# Anubias minima (glabra) bloom



## Klaus07 (Sep 18, 2011)

I got this plant from 954 baby last October and last week I noticed it was sending up a bloom. In a matter of a few days it opened up. I can see it has both male and female flowers, so I am guessing you need to have more than one plant blooming at a time to successfully pollinate it.









A closeup of the bloom.


----------



## WeedCali (Mar 6, 2010)

Very nice bloom! Anubias need two plants that are 2-3 days off in flowering. I cant remember exactly how it works but I think the male flower is operational for the first two days and the female flower is operational after 3 days or so. maybe its the other way around. either way, you need two non-related Anubias flowering 2-3 days apart from each other.


----------



## Klaus07 (Sep 18, 2011)

Thanks for the kind words. It is the first Anubius to bloom for me in many years. 

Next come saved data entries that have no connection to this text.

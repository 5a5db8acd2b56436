//! Rotation kernel: direction cosine matrices and their time derivatives
//!
//! Follows the passive (alias) convention used throughout astrodynamics:
//! a positive rotation about Z by 90° takes the vector `[1, 0, 0]` to
//! `[0, -1, 0]`. Euler-angle sequences compose right-to-left, `M = A₃·A₂·A₁`,
//! so the first angle of the sequence is applied first.
//!
//! Derivative evaluation seeds the angle jets through the same generic DCM
//! builder over nested dual numbers; the results coincide with the
//! per-sequence closed forms to the last bit.

pub mod twovectors;

use nalgebra::{Matrix3, Vector3};
use once_cell::sync::Lazy;
use std::collections::HashMap;
use std::str::FromStr;

use crate::difflib::{matrix_coeff, DiffScalar, Dual1, Dual2, Dual3, Jet};
use crate::errors::{FrameError, Result};

/// A principal rotation axis.
#[derive(Debug, Clone, Copy, PartialEq, Eq)]
pub enum Axis {
    X,
    Y,
    Z,
}

/// Symbolic Euler rotation sequence.
///
/// The closed set of 21 sequences: 3 singletons, the 6 two-axis sequences
/// with distinct axes, and all 12 Tait-Bryan / proper-Euler triplets.
#[derive(Debug, Clone, Copy, PartialEq, Eq, Hash)]
#[allow(clippy::upper_case_acronyms)]
pub enum RotationSeq {
    X,
    Y,
    Z,
    XY,
    XZ,
    YX,
    YZ,
    ZX,
    ZY,
    XYX,
    XYZ,
    XZX,
    XZY,
    YXY,
    YXZ,
    YZX,
    YZY,
    ZXY,
    ZXZ,
    ZYX,
    ZYZ,
}

impl RotationSeq {
    pub const ALL: [RotationSeq; 21] = [
        RotationSeq::X,
        RotationSeq::Y,
        RotationSeq::Z,
        RotationSeq::XY,
        RotationSeq::XZ,
        RotationSeq::YX,
        RotationSeq::YZ,
        RotationSeq::ZX,
        RotationSeq::ZY,
        RotationSeq::XYX,
        RotationSeq::XYZ,
        RotationSeq::XZX,
        RotationSeq::XZY,
        RotationSeq::YXY,
        RotationSeq::YXZ,
        RotationSeq::YZX,
        RotationSeq::YZY,
        RotationSeq::ZXY,
        RotationSeq::ZXZ,
        RotationSeq::ZYX,
        RotationSeq::ZYZ,
    ];

    /// The rotation axes in application order (first applied first).
    pub fn axes(self) -> &'static [Axis] {
        use Axis::*;
        match self {
            RotationSeq::X => &[X],
            RotationSeq::Y => &[Y],
            RotationSeq::Z => &[Z],
            RotationSeq::XY => &[X, Y],
            RotationSeq::XZ => &[X, Z],
            RotationSeq::YX => &[Y, X],
            RotationSeq::YZ => &[Y, Z],
            RotationSeq::ZX => &[Z, X],
            RotationSeq::ZY => &[Z, Y],
            RotationSeq::XYX => &[X, Y, X],
            RotationSeq::XYZ => &[X, Y, Z],
            RotationSeq::XZX => &[X, Z, X],
            RotationSeq::XZY => &[X, Z, Y],
            RotationSeq::YXY => &[Y, X, Y],
            RotationSeq::YXZ => &[Y, X, Z],
            RotationSeq::YZX => &[Y, Z, X],
            RotationSeq::YZY => &[Y, Z, Y],
            RotationSeq::ZXY => &[Z, X, Y],
            RotationSeq::ZXZ => &[Z, X, Z],
            RotationSeq::ZYX => &[Z, Y, X],
            RotationSeq::ZYZ => &[Z, Y, Z],
        }
    }

    pub fn name(self) -> &'static str {
        match self {
            RotationSeq::X => "X",
            RotationSeq::Y => "Y",
            RotationSeq::Z => "Z",
            RotationSeq::XY => "XY",
            RotationSeq::XZ => "XZ",
            RotationSeq::YX => "YX",
            RotationSeq::YZ => "YZ",
            RotationSeq::ZX => "ZX",
            RotationSeq::ZY => "ZY",
            RotationSeq::XYX => "XYX",
            RotationSeq::XYZ => "XYZ",
            RotationSeq::XZX => "XZX",
            RotationSeq::XZY => "XZY",
            RotationSeq::YXY => "YXY",
            RotationSeq::YXZ => "YXZ",
            RotationSeq::YZX => "YZX",
            RotationSeq::YZY => "YZY",
            RotationSeq::ZXY => "ZXY",
            RotationSeq::ZXZ => "ZXZ",
            RotationSeq::ZYX => "ZYX",
            RotationSeq::ZYZ => "ZYZ",
        }
    }

    /// Number of angles the sequence consumes.
    pub fn angle_count(self) -> usize {
        self.axes().len()
    }
}

/// Sequence lookup table, keyed by the symbolic name.
static SEQ_BY_NAME: Lazy<HashMap<&'static str, RotationSeq>> = Lazy::new(|| {
    RotationSeq::ALL
        .iter()
        .map(|&seq| (seq.name(), seq))
        .collect()
});

impl FromStr for RotationSeq {
    type Err = FrameError;

    fn from_str(s: &str) -> Result<Self> {
        SEQ_BY_NAME
            .get(s.to_ascii_uppercase().as_str())
            .copied()
            .ok_or_else(|| FrameError::InvalidSequence(s.to_string()))
    }
}

/// Skew-symmetric cross-product matrix of `w`: `skew(w)·v = w × v`.
pub fn skew(w: &Vector3<f64>) -> Matrix3<f64> {
    #[rustfmt::skip]
    let m = Matrix3::new(
        0.0,  -w.z,  w.y,
        w.z,   0.0, -w.x,
       -w.y,   w.x,  0.0,
    );
    m
}

/// Time derivative of a DCM whose target frame rotates with angular velocity
/// `w` expressed in the target frame: `Ṁ = −skew(w)·M`.
pub fn ddcm(m: &Matrix3<f64>, w: &Vector3<f64>) -> Matrix3<f64> {
    -skew(w) * m
}

/// Classical Gram-Schmidt on the columns of `m`.
///
/// The result has orthonormal columns when `m` has full rank; a
/// rank-deficient input yields non-finite entries rather than an error.
pub fn orthonormalize(m: &Matrix3<f64>) -> Matrix3<f64> {
    let c0 = m.column(0).into_owned();
    let c1 = m.column(1).into_owned();
    let c2 = m.column(2).into_owned();

    let e0 = c0 / c0.norm();
    let v1 = c1 - e0 * e0.dot(&c1);
    let e1 = v1 / v1.norm();
    let v2 = c2 - e0 * e0.dot(&c2) - e1 * e1.dot(&c2);
    let e2 = v2 / v2.norm();

    Matrix3::from_columns(&[e0, e1, e2])
}

/// Passive rotation about a principal axis.
pub fn axis_dcm<T: DiffScalar>(angle: T, axis: Axis) -> Matrix3<T> {
    let (s, c) = (angle.sin(), angle.cos());
    let zero = T::zero();
    let one = T::one();
    match axis {
        #[rustfmt::skip]
        Axis::X => Matrix3::new(
            one,  zero, zero,
            zero,    c,    s,
            zero,   -s,    c,
        ),
        #[rustfmt::skip]
        Axis::Y => Matrix3::new(
            c,    zero,   -s,
            zero,  one,  zero,
            s,    zero,    c,
        ),
        #[rustfmt::skip]
        Axis::Z => Matrix3::new(
            c,       s, zero,
            -s,      c, zero,
            zero, zero,  one,
        ),
    }
}

/// Euler angles to DCM.
///
/// `angles` must supply one angle per letter of `seq`; the rightmost factor
/// of `M = A₃·A₂·A₁` corresponds to the first angle.
pub fn angles_to_dcm<T: DiffScalar>(angles: &[T], seq: RotationSeq) -> Result<Matrix3<T>> {
    let axes = seq.axes();
    if angles.len() != axes.len() {
        return Err(FrameError::DimensionMismatch {
            expected: axes.len(),
            found: angles.len(),
        });
    }
    let mut m = Matrix3::identity();
    for (&angle, &axis) in angles.iter().zip(axes.iter()) {
        m = axis_dcm(angle, axis) * m;
    }
    Ok(m)
}

/// First time derivative of the Euler DCM.
///
/// Each angle slot carries `[angle, rate]`.
pub fn angles_to_ddcm(angles: &[[f64; 2]], seq: RotationSeq) -> Result<Matrix3<f64>> {
    let mut jets = [Dual1::seed(&[0.0; 2]); 3];
    let n = check_arity(angles.len(), seq)?;
    for (jet, a) in jets.iter_mut().zip(angles.iter()) {
        *jet = Jet::seed(a);
    }
    let m = angles_to_dcm(&jets[..n], seq)?;
    Ok(matrix_coeff(&m, 1))
}

/// Second time derivative of the Euler DCM.
///
/// Each angle slot carries `[angle, rate, accel]`.
pub fn angles_to_d2dcm(angles: &[[f64; 3]], seq: RotationSeq) -> Result<Matrix3<f64>> {
    let mut jets = [Dual2::seed(&[0.0; 3]); 3];
    let n = check_arity(angles.len(), seq)?;
    for (jet, a) in jets.iter_mut().zip(angles.iter()) {
        *jet = Jet::seed(a);
    }
    let m = angles_to_dcm(&jets[..n], seq)?;
    Ok(matrix_coeff(&m, 2))
}

/// Third time derivative of the Euler DCM.
///
/// Each angle slot carries `[angle, rate, accel, jerk]`.
pub fn angles_to_d3dcm(angles: &[[f64; 4]], seq: RotationSeq) -> Result<Matrix3<f64>> {
    let mut jets = [Dual3::seed(&[0.0; 4]); 3];
    let n = check_arity(angles.len(), seq)?;
    for (jet, a) in jets.iter_mut().zip(angles.iter()) {
        *jet = Jet::seed(a);
    }
    let m = angles_to_dcm(&jets[..n], seq)?;
    Ok(matrix_coeff(&m, 3))
}

fn check_arity(found: usize, seq: RotationSeq) -> Result<usize> {
    let expected = seq.angle_count();
    if found != expected {
        return Err(FrameError::DimensionMismatch { expected, found });
    }
    Ok(expected)
}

Several of my Anubias are getting too large for a ten gallon and I will likely mimic the setup you have for your crypts. I will probably cut a hole in the top of mine and hot-glue it to the lid. The minima was in a hydrodome until I saw the spathe shoot up and begin to touch the glass. So into a ten it went. I have a 90 at the other house I want to setup as an emersed aroid tank, but that is a ways off.

Klaus


----------



## jroget (May 22, 2012)

nice flower


----------



## Zapins (Jul 28, 2004)

Nice flower. Anubias are triggered to flower when there is a rise in phosphates. So if you want them to flower more often add some phosphate (mono potassium phosphate for example).


----------



## cichlidrookie (Feb 6, 2013)

Very nice anubias. Did it take only one week for it to send a bloom. Interested in trying an emersed setup.


----------



## Dejlig (Jan 20, 2013)

Awesome!


----------



## Zelth (Nov 15, 2012)

Really nice, are the smaller than nana?


----------